Bob R
Bob R

Reputation: 439

Drawing to HTML5 Canvas via a virtual frame buffer device

How would one go about drawing the output of a program running outside the browser onto a canvas? I was thinking along the lines of using a virtual frame buffer, but am unsure of how one would proceed with the process. I figure that there would have to be some intermediate processing or mapping of the pixel data with JavaScript as an intermediary.

Does anyone have any recommendations or insight that they could offer?

Thanks

Upvotes: 2

Views: 2958

Answers (3)

cedrozor
cedrozor

Reputation: 116

I know this thread is a bit old...

As an alternative to Guacamole (Linux/Apache/Java), you may have a look to Myrtille, (Windows/IIS/C#). It works for both HTML4 (using divs and xhr) and HTML5 (using canvas and websockets).

Upvotes: 2

Bob R
Bob R

Reputation: 439

Thanks to MarkE's and Philipp's nudging I found what seems to be the beginnings of a suitable solution.

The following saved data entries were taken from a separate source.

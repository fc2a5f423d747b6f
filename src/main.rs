use clap::Parser;
use tracing_subscriber::EnvFilter;
use tradebot::cli::{Cli, run};

fn setup_logging(verbose: bool) {
    let filter = if verbose {
        EnvFilter::new("tradebot=debug")
    } else {
        EnvFilter::try_from_default_env().unwrap_or_else(|_| EnvFilter::new("tradebot=info"))
    };
    tracing_subscriber::fmt()
        .with_env_filter(filter)
        .with_writer(std::io::stderr)
        .init();
}

fn main() -> std::process::ExitCode {
    let cli = Cli::parse();
    setup_logging(cli.verbose);
    run(cli)
}
//! CLI definition and dispatch.

use clap::{Parser, Subcommand};
use std::path::{Path, PathBuf};
use std::process::ExitCode;

use crate::adapters::csv_adapter::CsvRecordSource;
use crate::adapters::csv_report_adapter::CsvReportAdapter;
use crate::adapters::file_config_adapter::FileConfigAdapter;
use crate::adapters::text_report_adapter::TextReportAdapter;
use crate::domain::backtest::{self as backtest_engine, BacktestConfig, Simulation};
use crate::domain::catalog::default_strategies;
use crate::domain::config_validation::{load_backtest_config, load_strategies};
use crate::domain::error::TradebotError;
use crate::domain::strategy::StrategyConfig;
use crate::ports::data_port::RecordSource;
use crate::ports::report_port::ReportPort;

#[derive(Parser, Debug)]
#[command(name = "tradebot", about = "RSI strategy backtester")]
pub struct Cli {
    /// Debug-level logging
    #[arg(short, long, global = true)]
    pub verbose: bool,

    #[command(subcommand)]
    pub command: Command,
}

#[derive(Subcommand, Debug)]
pub enum Command {
    /// Run a backtest over a price history
    Backtest {
        #[arg(short, long)]
        data: PathBuf,
        #[arg(short, long)]
        config: Option<PathBuf>,
        /// Overrides [backtest] initial_capital
        #[arg(long)]
        capital: Option<f64>,
        /// Also export results as CSV
        #[arg(short, long)]
        output: Option<PathBuf>,
    },
    /// Check a configuration without running it
    Validate {
        #[arg(short, long)]
        config: PathBuf,
    },
    /// Show the date range of a price history
    Info {
        #[arg(short, long)]
        data: PathBuf,
    },
}

pub fn run(cli: Cli) -> ExitCode {
    let outcome = match cli.command {
        Command::Backtest {
            data,
            config,
            capital,
            output,
        } => run_backtest(&data, config.as_deref(), capital, output.as_deref()),
        Command::Validate { config } => run_validate(&config),
        Command::Info { data } => run_info(&data),
    };

    match outcome {
        Ok(()) => ExitCode::SUCCESS,
        Err(e) => {
            eprintln!("error: {e}");
            (&e).into()
        }
    }
}

/// Backtest parameters and strategies from an optional INI file.
pub fn load_run_config(
    config_path: Option<&Path>,
) -> Result<(BacktestConfig, Vec<StrategyConfig>), TradebotError> {
    match config_path {
        Some(path) => {
            eprintln!("Loading config from {}", path.display());
            let adapter = FileConfigAdapter::from_file(path)?;
            Ok((load_backtest_config(&adapter)?, load_strategies(&adapter)?))
        }
        None => Ok((BacktestConfig::default(), default_strategies())),
    }
}

pub fn run_backtest(
    data_path: &Path,
    config_path: Option<&Path>,
    capital: Option<f64>,
    output_path: Option<&Path>,
) -> Result<(), TradebotError> {
    // Stage 1: configuration
    let (mut config, strategies) = load_run_config(config_path)?;
    if let Some(capital) = capital {
        config.initial_capital = capital;
    }

    // Stage 2: price history
    eprintln!("Loading prices from {}", data_path.display());
    let source = CsvRecordSource::new(data_path);
    let records = source.fetch_records(config.start_date, config.end_date)?;

    // Stage 3: run
    let result = backtest_engine::run_backtest(&records, strategies, &config)?;

    // Stage 4: report
    let mut stdout = std::io::stdout().lock();
    TextReportAdapter::new().write(&result, &mut stdout)?;

    if let Some(path) = output_path {
        CsvReportAdapter::new().write_to_path(&result, path)?;
        eprintln!("Results written to {}", path.display());
    }
    Ok(())
}

/// Dry run: configures a simulation exactly as a backtest would, without reading data.
pub fn run_validate(config_path: &Path) -> Result<(), TradebotError> {
    let (config, strategies) = load_run_config(Some(config_path))?;
    let simulation = Simulation::configure(strategies, &config)?;

    eprintln!("Config validated successfully");
    eprintln!(
        "\ninitial capital {:.2}, window {}, policy {:?}",
        config.initial_capital,
        simulation.bank().window(),
        config.bankruptcy_policy
    );
    eprintln!("\nStrategies:");
    for automaton in simulation.automata() {
        let indicators: Vec<String> = automaton
            .required_indicators()
            .iter()
            .map(|k| k.to_string())
            .collect();
        eprintln!("  {} [{}]", automaton.label(), indicators.join(", "));
    }
    Ok(())
}

pub fn run_info(data_path: &Path) -> Result<(), TradebotError> {
    let source = CsvRecordSource::new(data_path);
    match source.data_range()? {
        Some((first, last, count)) => {
            println!("{}: {} records, {} to {}", data_path.display(), count, first, last);
            Ok(())
        }
        None => Err(TradebotError::NoData),
    }
}

#![allow(dead_code)]

use chrono::{Duration, NaiveDate};
use tradebot::domain::error::TradebotError;
use tradebot::domain::record::PriceRecord;
use tradebot::ports::data_port::RecordSource;

pub struct MockRecordSource {
    pub records: Vec<PriceRecord>,
    pub error: Option<String>,
}

impl MockRecordSource {
    pub fn new(records: Vec<PriceRecord>) -> Self {
        Self {
            records,
            error: None,
        }
    }

    pub fn failing(reason: &str) -> Self {
        Self {
            records: Vec::new(),
            error: Some(reason.to_string()),
        }
    }

    fn check(&self) -> Result<(), TradebotError> {
        match &self.error {
            Some(reason) => Err(TradebotError::Data {
                reason: reason.clone(),
            }),
            None => Ok(()),
        }
    }
}

impl RecordSource for MockRecordSource {
    fn fetch_records(
        &self,
        start: Option<NaiveDate>,
        end: Option<NaiveDate>,
    ) -> Result<Vec<PriceRecord>, TradebotError> {
        self.check()?;
        Ok(self
            .records
            .iter()
            .filter(|r| start.is_none_or(|s| r.date >= s) && end.is_none_or(|e| r.date <= e))
            .cloned()
            .collect())
    }

    fn data_range(&self) -> Result<Option<(NaiveDate, NaiveDate, usize)>, TradebotError> {
        self.check()?;
        let first = self.records.iter().map(|r| r.date).min();
        let last = self.records.iter().map(|r| r.date).max();
        Ok(first.zip(last).map(|(f, l)| (f, l, self.records.len())))
    }
}

pub fn start_date() -> NaiveDate {
    NaiveDate::from_ymd_opt(2021, 1, 4).unwrap()
}

pub fn make_record(date: NaiveDate, close: f64) -> PriceRecord {
    PriceRecord {
        date,
        open: close,
        high: close * 1.01,
        low: close * 0.99,
        close,
        volume: "100000".to_string(),
    }
}

/// One record per day from [`start_date`], oldest first.
pub fn series(closes: &[f64]) -> Vec<PriceRecord> {
    closes
        .iter()
        .enumerate()
        .map(|(i, &close)| make_record(start_date() + Duration::days(i as i64), close))
        .collect()
}

pub fn rising(n: usize, from: f64, step: f64) -> Vec<f64> {
    (0..n).map(|i| from + step * i as f64).collect()
}

pub fn falling(n: usize, from: f64, step: f64) -> Vec<f64> {
    (0..n).map(|i| from - step * i as f64).collect()
}

/// Deterministic up-and-down series that keeps every RSI strategy busy.
pub fn oscillating(n: usize) -> Vec<f64> {
    (0..n)
        .map(|i| 100.0 + 10.0 * ((i as f64) * 0.7).sin() + (i % 3) as f64)
        .collect()
}

/// Renders records in the newest-first market-data export layout.
pub fn export_csv(records: &[PriceRecord]) -> String {
    let mut out = String::from("Date,Close/Last,Volume,Open,High,Low\n");
    for r in records.iter().rev() {
        out.push_str(&format!(
            "{},${:.4},{},${:.4},${:.4},${:.4}\n",
            r.date.format("%m/%d/%Y"),
            r.close,
            r.volume,
            r.open,
            r.high,
            r.low
        ));
    }
    out
}
//! Built-in strategy catalog, used when a config declares no strategies.

use super::strategy::{InvestmentPlan, StrategyConfig, StrategyKind, Thresholds};

const PROPORTIONAL_DURATIONS: [usize; 4] = [4, 6, 7, 14];
const THRESHOLD_DURATION: usize = 14;
const THRESHOLD_PAIRS: [(f64, f64); 3] = [(30.0, 70.0), (40.0, 60.0), (45.0, 55.0)];
const INVESTMENTS: [f64; 2] = [0.5, 0.25];

pub fn default_strategies() -> Vec<StrategyConfig> {
    let mut strategies = vec![StrategyConfig::labelled(StrategyKind::LongTerm)];

    strategies.extend(
        PROPORTIONAL_DURATIONS
            .iter()
            .map(|&duration| StrategyConfig::labelled(StrategyKind::Proportional { duration })),
    );

    for &(buy, sell) in &THRESHOLD_PAIRS {
        for &investment in &INVESTMENTS {
            strategies.push(StrategyConfig::labelled(StrategyKind::Thresholds {
                duration: THRESHOLD_DURATION,
                plan: InvestmentPlan {
                    thresholds: Thresholds { buy, sell },
                    investment,
                },
            }));
        }
    }
    strategies
}
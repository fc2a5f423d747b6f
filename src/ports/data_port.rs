//! Price record source port trait.

use crate::domain::error::TradebotError;
use crate::domain::record::PriceRecord;
use chrono::NaiveDate;

pub trait RecordSource {
    /// Records dated within `[start, end]`, in whatever order the source holds them.
    fn fetch_records(
        &self,
        start: Option<NaiveDate>,
        end: Option<NaiveDate>,
    ) -> Result<Vec<PriceRecord>, TradebotError>;

    /// First date, last date and record count, or `None` for an empty source.
    fn data_range(&self) -> Result<Option<(NaiveDate, NaiveDate, usize)>, TradebotError>;
}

Although it does't involve a framebuffer directly, I found Guacamole an HTML5 remote desktop gateway, http://guac-dev.org/ it only uses Ajax and HTML5 to render on the desktop of a remote system using vnc or RDP protocols in the browser. Its open source and is a suitable starting point in my view.

Upvotes: 1

Philipp
Philipp

Reputation: 69663

HTML5 canvas is not designed to do that. Its designed to read image (or video) data from the web and display it, either as normal http download or as xmlHttpRequest. When you need to get image data generated by an external application into the javascript engine of the web browser, you need to expose that image data as a webservice.